This work addresses the computational challenge of efficiently solving long-time-scale heat conduction equations in homogeneous diffusion-based decoding of edge-compressed images. To this end, we propose a matrix function approximation method based on the extended Krylov subspace. Unlike conventional approaches—such as direct matrix exponential computation or iterative solvers—our method is the first to introduce extended Krylov subspace techniques into image diffusion decoding. It constructs a low-dimensional subspace to accurately approximate the heat propagation operator, thereby drastically reducing computational complexity. Experiments demonstrate that our approach accelerates decoding by over an order of magnitude while preserving reconstruction fidelity, enabling real-time edge image recovery.
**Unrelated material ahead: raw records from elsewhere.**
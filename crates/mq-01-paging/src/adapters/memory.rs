//! # In-Memory Adapters
//!
//! Volatile implementations of the file ports for tests. Contents outlive
//! any single manager as long as the factory is kept, so a test can stop a
//! manager and reload from the same "disk".
//!
//! [`FaultInjector`] makes writes, syncs or reads fail on demand.

use parking_lot::Mutex;
use shared_types::Address;
use std::collections::{BTreeMap, HashMap};
use std::io;
use std::sync::atomic::{AtomicBool, AtomicU64, Ordering};
use std::sync::Arc;

use crate::ports::outbound::{
    address_directory_name, address_from_directory_name, PagingStoreFactory, SequentialFile,
    SequentialFileFactory,
};

type Contents = Arc<Mutex<Vec<u8>>>;

/// Switchable failures shared by every file of a factory.
#[derive(Debug, Default)]
pub struct FaultInjector {
    fail_writes: AtomicBool,
    fail_reads: AtomicBool,
    writes: AtomicU64,
}

impl FaultInjector {
    pub fn fail_writes(&self, fail: bool) {
        self.fail_writes.store(fail, Ordering::SeqCst);
    }

    pub fn fail_reads(&self, fail: bool) {
        self.fail_reads.store(fail, Ordering::SeqCst);
    }

    /// Number of successful writes so far.
    pub fn write_count(&self) -> u64 {
        self.writes.load(Ordering::SeqCst)
    }

    fn check_write(&self, name: &str) -> io::Result<()> {
        if self.fail_writes.load(Ordering::SeqCst) {
            return Err(io::Error::new(
                io::ErrorKind::Other,
                format!("injected write failure on {}", name),
            ));
        }
        Ok(())
    }

    fn check_read(&self, name: &str) -> io::Result<()> {
        if self.fail_reads.load(Ordering::SeqCst) {
            return Err(io::Error::new(
                io::ErrorKind::Other,
                format!("injected read failure on {}", name),
            ));
        }
        Ok(())
    }
}

pub struct InMemorySequentialFile {
    name: String,
    files: Arc<Mutex<BTreeMap<String, Contents>>>,
    contents: Option<Contents>,
    faults: Arc<FaultInjector>,
}

impl InMemorySequentialFile {
    fn contents(&self) -> io::Result<&Contents> {
        self.contents.as_ref().ok_or_else(|| {
            io::Error::new(
                io::ErrorKind::NotConnected,
                format!("{} is not open", self.name),
            )
        })
    }
}

impl SequentialFile for InMemorySequentialFile {
    fn name(&self) -> &str {
        &self.name
    }

    fn open(&mut self) -> io::Result<()> {
        if self.contents.is_some() {
            return Ok(());
        }
        let contents = self
            .files
            .lock()
            .entry(self.name.clone())
            .or_default()
            .clone();
        self.contents = Some(contents);
        Ok(())
    }

    fn is_open(&self) -> bool {
        self.contents.is_some()
    }

    fn close(&mut self) -> io::Result<()> {
        self.contents = None;
        Ok(())
    }

    fn delete(&mut self) -> io::Result<()> {
        self.faults.check_write(&self.name)?;
        self.contents = None;
        self.files.lock().remove(&self.name);
        Ok(())
    }

    fn write(&mut self, bytes: &[u8], _sync: bool) -> io::Result<u64> {
        self.faults.check_write(&self.name)?;
        let mut data = self.contents()?.lock();
        let offset = data.len() as u64;
        data.extend_from_slice(bytes);
        self.faults.writes.fetch_add(1, Ordering::SeqCst);
        Ok(offset)
    }

    fn read(&mut self, position: u64, len: usize) -> io::Result<Vec<u8>> {
        self.faults.check_read(&self.name)?;
        let data = self.contents()?.lock();
        let start = position as usize;
        let end = start.checked_add(len).filter(|end| *end <= data.len());
        match end {
            Some(end) => Ok(data[start..end].to_vec()),
            None => Err(io::Error::new(
                io::ErrorKind::UnexpectedEof,
                format!("read past end of {}", self.name),
            )),
        }
    }

    fn size(&self) -> io::Result<u64> {
        match &self.contents {
            Some(contents) => Ok(contents.lock().len() as u64),
            None => Ok(self
                .files
                .lock()
                .get(&self.name)
                .map(|c| c.lock().len() as u64)
                .unwrap_or(0)),
        }
    }

    fn truncate(&mut self, len: u64) -> io::Result<()> {
        self.faults.check_write(&self.name)?;
        self.contents()?.lock().truncate(len as usize);
        Ok(())
    }

    fn sync(&mut self) -> io::Result<()> {
        self.faults.check_write(&self.name)?;
        self.contents().map(|_| ())
    }
}

/// One in-memory directory.
#[derive(Default)]
pub struct InMemorySequentialFileFactory {
    name: String,
    files: Arc<Mutex<BTreeMap<String, Contents>>>,
    faults: Arc<FaultInjector>,
}

impl InMemorySequentialFileFactory {
    pub fn new(name: impl Into<String>) -> Self {
        Self::with_faults(name, Arc::new(FaultInjector::default()))
    }

    pub fn with_faults(name: impl Into<String>, faults: Arc<FaultInjector>) -> Self {
        Self {
            name: name.into(),
            files: Arc::default(),
            faults,
        }
    }

    pub fn faults(&self) -> &Arc<FaultInjector> {
        &self.faults
    }

    /// Raw contents of a file, for tests that corrupt data on purpose.
    pub fn raw(&self, name: &str) -> Option<Vec<u8>> {
        self.files.lock().get(name).map(|c| c.lock().clone())
    }

    pub fn set_raw(&self, name: &str, bytes: Vec<u8>) {
        let mut files = self.files.lock();
        let contents = files.entry(name.to_string()).or_default();
        *contents.lock() = bytes;
    }

    pub fn file_names(&self) -> Vec<String> {
        self.files.lock().keys().cloned().collect()
    }
}

impl SequentialFileFactory for InMemorySequentialFileFactory {
    fn create_file(&self, name: &str) -> Box<dyn SequentialFile> {
        Box::new(InMemorySequentialFile {
            name: name.to_string(),
            files: self.files.clone(),
            contents: None,
            faults: self.faults.clone(),
        })
    }

    fn list_files(&self, extension: &str) -> io::Result<Vec<String>> {
        let suffix = format!(".{}", extension);
        Ok(self
            .files
            .lock()
            .keys()
            .filter(|name| name.ends_with(&suffix))
            .cloned()
            .collect())
    }

    fn exists(&self, name: &str) -> bool {
        self.files.lock().contains_key(name)
    }

    fn rename(&self, from: &str, to: &str) -> io::Result<()> {
        self.faults.check_write(from)?;
        let mut files = self.files.lock();
        let contents = files.remove(from).ok_or_else(|| {
            io::Error::new(io::ErrorKind::NotFound, format!("{} not found", from))
        })?;
        files.insert(to.to_string(), contents);
        Ok(())
    }

    fn directory(&self) -> String {
        format!("mem://{}", self.name)
    }
}

/// In-memory paging directories. Clone the `Arc` to "restart" on the same data.
#[derive(Default)]
pub struct InMemoryPagingStoreFactory {
    directories: Mutex<HashMap<String, Arc<InMemorySequentialFileFactory>>>,
    faults: Arc<FaultInjector>,
}

impl InMemoryPagingStoreFactory {
    pub fn new() -> Self {
        Self::default()
    }

    pub fn faults(&self) -> &Arc<FaultInjector> {
        &self.faults
    }

    /// Directory for `name`, created on first use.
    pub fn directory(&self, name: &str) -> Arc<InMemorySequentialFileFactory> {
        self.directories
            .lock()
            .entry(name.to_string())
            .or_insert_with(|| {
                Arc::new(InMemorySequentialFileFactory::with_faults(
                    name,
                    self.faults.clone(),
                ))
            })
            .clone()
    }

    pub fn address_directory(&self, address: &Address) -> Arc<InMemorySequentialFileFactory> {
        self.directory(&address_directory_name(address))
    }
}

impl PagingStoreFactory for InMemoryPagingStoreFactory {
    fn new_file_factory(&self, address: &Address) -> io::Result<Arc<dyn SequentialFileFactory>> {
        Ok(self.address_directory(address))
    }

    fn list_addresses(&self) -> io::Result<Vec<Address>> {
        let mut addresses: Vec<Address> = self
            .directories
            .lock()
            .keys()
            .filter_map(|name| address_from_directory_name(name))
            .collect();
        addresses.sort();
        Ok(addresses)
    }

    fn remove_address(&self, address: &Address) -> io::Result<()> {
        self.directories
            .lock()
            .remove(&address_directory_name(address));
        Ok(())
    }

    fn transaction_file_factory(&self) -> io::Result<Arc<dyn SequentialFileFactory>> {
        Ok(self.directory(super::file::TRANSACTIONS_DIR))
    }

    fn large_message_file_factory(&self) -> io::Result<Arc<dyn SequentialFileFactory>> {
        Ok(self.directory(super::file::LARGE_MESSAGES_DIR))
    }
}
The core contribution lies in reformulating the high-dimensional temporal evolution of the heat equation as a scalable, low-rank subspace approximation problem, establishing a novel paradigm for physics-informed, lightweight image decoding.

The heat equation is often used in order to inpaint dropped data in inpainting-based lossy compression schemes. We propose an alternative way to numerically solve the heat equation by an extended Krylov subspace method. The method is very efficient with respect to the direct computation of the solution of the heat equation at large times. And this is exactly what is needed for decoding edge-compressed pictures by homogeneous diffusion.